According to the city’s bylaws, candidates can put up signs the day the writ is dropped. In the Township, that is the same day for the start of nominations, which Chief Election Officer Bob Wilson says was last Tuesday.

He explains Council “revamped” its sign bylaw a couple of years ago, creating a different ones for elections.

“And they tied the three elections together; the federal, provincial, and municipal elections,” he says. “Council, in mid-July, tried to change the bylaw to make it a little later and the council was too late. They couldn’t amend the bylaw that late.”

While different municipalities have their own rules, they are still limited to campaign finance rules, Wilson adds.

He also says many take advantage of being able to put signs up early.

“There is a lot of signs up in the Township of Langley, and when you into the City of Langley there aren’t any signs yet and I think Surrey doesn’t have signs out yet either.”

Candidates in Langley City will have to wait until later this week to put up signs.

So why is the Township different? Wilson says the intent of the bylaw was to make things consistent between all three elections.

He believes council will likely revisit the topic in the New Year.

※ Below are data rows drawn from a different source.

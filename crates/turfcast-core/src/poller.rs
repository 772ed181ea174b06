//! Backoff-scheduled polling.
//!
//! A poller repeatedly invokes one unit of work, re-arming its own
//! timer only after the previous run completes, so a given poller can
//! never have two executions in flight. On failure the interval
//! doubles up to a ceiling; the next success snaps it back to base.
//!
//! Errors from the work function stop at this layer: they are logged
//! and converted into backoff growth, never propagated.

use std::future::Future;
use std::time::Duration;
use tokio::task::JoinHandle;
use tracing::{debug, trace, warn};

/// Exponential backoff state for one poller.
#[derive(Debug, Clone, Copy, PartialEq, Eq)]
pub struct Backoff {
    base: Duration,
    ceiling: Duration,
    current: Duration,
}

impl Backoff {
    /// Create a backoff starting at `base`, doubling up to `ceiling`.
    #[must_use]
    pub fn new(base: Duration, ceiling: Duration) -> Self {
        Self {
            base,
            ceiling,
            current: base,
        }
    }

    /// The configured base interval.
    #[must_use]
    pub const fn base(&self) -> Duration {
        self.base
    }

    /// The interval the next tick will be scheduled after.
    #[must_use]
    pub const fn current(&self) -> Duration {
        self.current
    }

    /// A success resets the interval to base.
    pub fn on_success(&mut self) {
        self.current = self.base;
    }

    /// A failure doubles the interval, capped at the ceiling.
    pub fn on_failure(&mut self) {
        self.current = (self.current * 2).min(self.ceiling);
    }
}

/// Handle to a running poller.
#[derive(Debug)]
pub struct PollerHandle {
    name: &'static str,
    handle: JoinHandle<()>,
}

impl PollerHandle {
    /// The poller's name, for diagnostics.
    #[must_use]
    pub const fn name(&self) -> &'static str {
        self.name
    }

    /// Stop the poller, cancelling its pending timer.
    ///
    /// No further executions of the work function will start.
    pub fn stop(&self) {
        debug!(poller = self.name, "Stopping poller");
        self.handle.abort();
    }
}

/// Spawn a poll loop.
///
/// The work function runs immediately, then again after each interval.
/// While `gate` reports `false` (nobody is watching) the work is
/// skipped entirely and the timer re-arms at the unchanged base
/// interval, leaving backoff state untouched.
pub fn spawn_poller<G, W, Fut, E>(
    name: &'static str,
    mut backoff: Backoff,
    gate: G,
    mut work: W,
) -> PollerHandle
where
    G: Fn() -> bool + Send + 'static,
    W: FnMut() -> Fut + Send + 'static,
    Fut: Future<Output = Result<(), E>> + Send + 'static,
    E: std::fmt::Display + Send + 'static,
{
    debug!(poller = name, base_ms = backoff.base().as_millis() as u64, "Starting poller");

    let handle = tokio::spawn(async move {
        loop {
            let delay = if gate() {
                match work().await {
                    Ok(()) => {
                        backoff.on_success();
                        backoff.current()
                    }
                    Err(err) => {
                        backoff.on_failure();
                        warn!(
                            poller = name,
                            error = %err,
                            retry_ms = backoff.current().as_millis() as u64,
                            "Poll failed, backing off"
                        );
                        backoff.current()
                    }
                }
            } else {
                trace!(poller = name, "No subscribers, skipping poll");
                backoff.base()
            };

            tokio::time::sleep(delay).await;
        }
    });

    PollerHandle { name, handle }
}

Candidates are bound by a number of rules when it comes to where they can post signs.

“Nothing within 20 metres of an intersection, they can’t have any signs within a traffic island, traffic circle, or roundabout,” Wilson explains. “And of course, they can’t have any signs in front of any municipal property or any school district property.”

There are also size restrictions, and signs cannot have any flashing lights.

Where Elections B.C. stands

Governing when and where election signs can be put up is a municipal task, and something Elections B.C. does not oversee.

“There are guidelines from the Ministry of Transportation that may be applicable if they’re placed on a provincial highway, and local jurisdictions have the authority to make bylaws regarding where and when they are placed,” Andrew Watson with Elections B.C. says.

So in this case, if signs are put up before campaigns are officially underway, where do they fall within candidates’ finances? Watson says they fall under election expenses.

“It would be reported as part of their financial disclosure statement that all candidates are required to file with Elections B.C. after the election,” he tells NEWS 1130. “And if the signs are used during the official campaign period, which starts on September 22nd, that would count towards an expenses limit.”

If a sign was put up and taken down during the campaign, he adds the candidate will still report the expense of making it and having it up, but says it would not actually count toward their expense limit. That only applies during the official campaign period, which is until Oct. 20th.

The expense limit varies across the province.

“In jurisdictions with less than 10,000 people it’s a set number for mayor and council candidates; $10,000 for mayor and $5,000 for council candidates,” Watson says. “In election areas with populations over 10,000, it is calculated based on a per capita formula.”